Which AI engines can be monitored for brand mentions and citations?

In our workflow, AI Visibility Tracker supports prompt-level monitoring across ChatGPT, Claude, Gemini, Perplexity, and Grok with the customer’s own API key. Availability, web-search behavior, response formats, and citation display can vary by provider and can change over time, so we recommend recording the engine and check date with every result rather than assuming all platforms behave alike.

How do Reddit and TikTok content influence AI-generated recommendations?

Reddit and TikTok do not guarantee an AI mention or citation. They can, however, reveal the language, comparisons, creator narratives, proof points, and buyer objections that shape category discovery. Some content may also become visible through search or be referenced by other sources. We use those signals to design better prompts and identify messaging gaps, then validate outcomes directly in AI-generated answers.

What is share of answer in AI search, and how is it measured?

Share of answer measures the proportion of eligible recommendation positions a brand occupies across a defined prompt set. For example, if 30 prompts allow three recommended brands each, there are 90 possible slots. If a brand receives 18 recommendation appearances, its share of answer is 20%. Define the engines, prompts, location, and what counts as a recommendation before reporting it.

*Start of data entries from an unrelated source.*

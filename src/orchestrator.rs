//! Resolves a catalog entry onto a target site.
//!
//! One listing request walks
//! `resolve identity -> search primary -> search alternates -> select match
//! -> fetch details -> normalize`, strictly in that order. Nothing is cached
//! between requests and nothing is shared except the immutable registry.

use crate::chapters;
use crate::error::{CatalogError, MappingError};
use crate::logging::RequestLog;
use crate::matcher::{search_with_alternates, select_best};
use crate::metadata::CatalogProvider;
use crate::models::{MappingResult, PagesResponse, TargetSite};
use crate::sources::{MangaProvider, ProviderRegistry};
use std::sync::Arc;

pub struct Aggregator {
    catalog: Arc<dyn CatalogProvider>,
    registry: ProviderRegistry,
}

impl Aggregator {
    pub fn new(catalog: Arc<dyn CatalogProvider>, registry: ProviderRegistry) -> Self {
        Self { catalog, registry }
    }

    pub fn registry(&self) -> &ProviderRegistry {
        &self.registry
    }

    fn provider(&self, provider_id: &str) -> Result<Arc<dyn MangaProvider>, MappingError> {
        self.registry
            .get(provider_id)
            .ok_or_else(|| MappingError::UnknownProvider(provider_id.to_string()))
    }

    /// Map catalog entry `catalog_id` onto `provider_id`'s listing and
    /// return that listing's chapters.
    pub async fn map_listing(
        &self,
        catalog_id: i64,
        provider_id: &str,
    ) -> Result<MappingResult, MappingError> {
        let provider = self.provider(provider_id)?;
        let log = RequestLog::for_provider(provider.id());
        let result = self.map_with(&*provider, catalog_id, &log).await;
        match &result {
            Err(e) if e.is_not_found() => log.warn(format!("mapping {} failed: {}", catalog_id, e)),
            Err(e) => log.error(format!("mapping {} failed: {}", catalog_id, e)),
            Ok(_) => {}
        }
        result
    }

    async fn map_with(
        &self,
        provider: &dyn MangaProvider,
        catalog_id: i64,
        log: &RequestLog,
    ) -> Result<MappingResult, MappingError> {
        let media = self.catalog.get_info(catalog_id).await.map_err(|e| match e {
            CatalogError::Upstream(source) => MappingError::Catalog { catalog_id, source },
            not_found => MappingError::IdentityNotFound {
                catalog_id,
                message: not_found.to_string(),
            },
        })?;
        let primary = media.titles.primary.clone();
        log.info(format!("catalog {} resolved to \"{}\"", catalog_id, primary));

        let outcome = search_with_alternates(provider, &primary, &media.alternate_names, log)
            .await
            .map_err(|e| MappingError::downstream(provider.id(), e))?
            .ok_or_else(|| MappingError::NoListingFound {
                provider: provider.id().to_string(),
                title: primary.clone(),
            })?;

        let matched = select_best(
            &outcome.results.results,
            &primary,
            &media.alternate_names,
            provider.match_threshold(),
        )
        .map_err(|_| MappingError::NoCandidates {
            provider: provider.id().to_string(),
        })?;
        if matched.fallback {
            log.warn(format!(
                "no candidate reached {:.2} for \"{}\", taking first result \"{}\" ({:.2})",
                provider.match_threshold(),
                outcome.query,
                matched.candidate.title,
                matched.score
            ));
        } else {
            log.info(format!(
                "matched \"{}\" ({}) with score {:.2}",
                matched.candidate.title, matched.candidate.id, matched.score
            ));
        }

        let details = provider
            .get_manga_info(&matched.candidate.id, log)
            .await
            .map_err(|e| MappingError::downstream(provider.id(), e))?;
        log.debug(format!("{} chapters for {}", details.chapters.len(), details.id));

        let title = if details.title.trim().is_empty() {
            matched.candidate.title.clone()
        } else {
            details.title
        };
        Ok(MappingResult {
            origin_id: media.id,
            origin_title: primary,
            provider: provider.id().to_string(),
            target_site: TargetSite {
                id: matched.candidate.id.clone(),
                title,
                chapters: chapters::finalize(details.chapters),
            },
            matched: Some(matched),
        })
    }

    /// Fetch the pages of one chapter. An empty page list is a valid result.
    pub async fn fetch_pages(
        &self,
        provider_id: &str,
        chapter_ref: &str,
    ) -> Result<PagesResponse, MappingError> {
        fetch_pages(&self.registry, provider_id, chapter_ref).await
    }
}

/// Page requests never touch the catalog, so they only need the registry.
pub async fn fetch_pages(
    registry: &ProviderRegistry,
    provider_id: &str,
    chapter_ref: &str,
) -> Result<PagesResponse, MappingError> {
    let provider = registry
        .get(provider_id)
        .ok_or_else(|| MappingError::UnknownProvider(provider_id.to_string()))?;
    let log = RequestLog::for_provider(provider.id());
    let pages = provider
        .fetch_chapter_pages(chapter_ref, &log)
        .await
        .map_err(|e| MappingError::downstream(provider.id(), e))?;
    if pages.is_empty() {
        log.warn(format!("no pages found for {}", chapter_ref));
    } else {
        log.info(format!("{} pages for {}", pages.len(), chapter_ref));
    }
    Ok(PagesResponse { pages })
}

Can marketers track competitors and identify brand visibility gaps across AI engines?

Yes. For each tracked prompt, record every named competitor, your brand’s mention and citation status, and the role each brand plays in the answer. A competitor gap appears when competitors are recommended for relevant buyer questions while your brand is absent. Segmenting that gap by engine and prompt intent shows whether the issue is broad positioning, missing proof, weak comparison content, or a narrow model-specific pattern.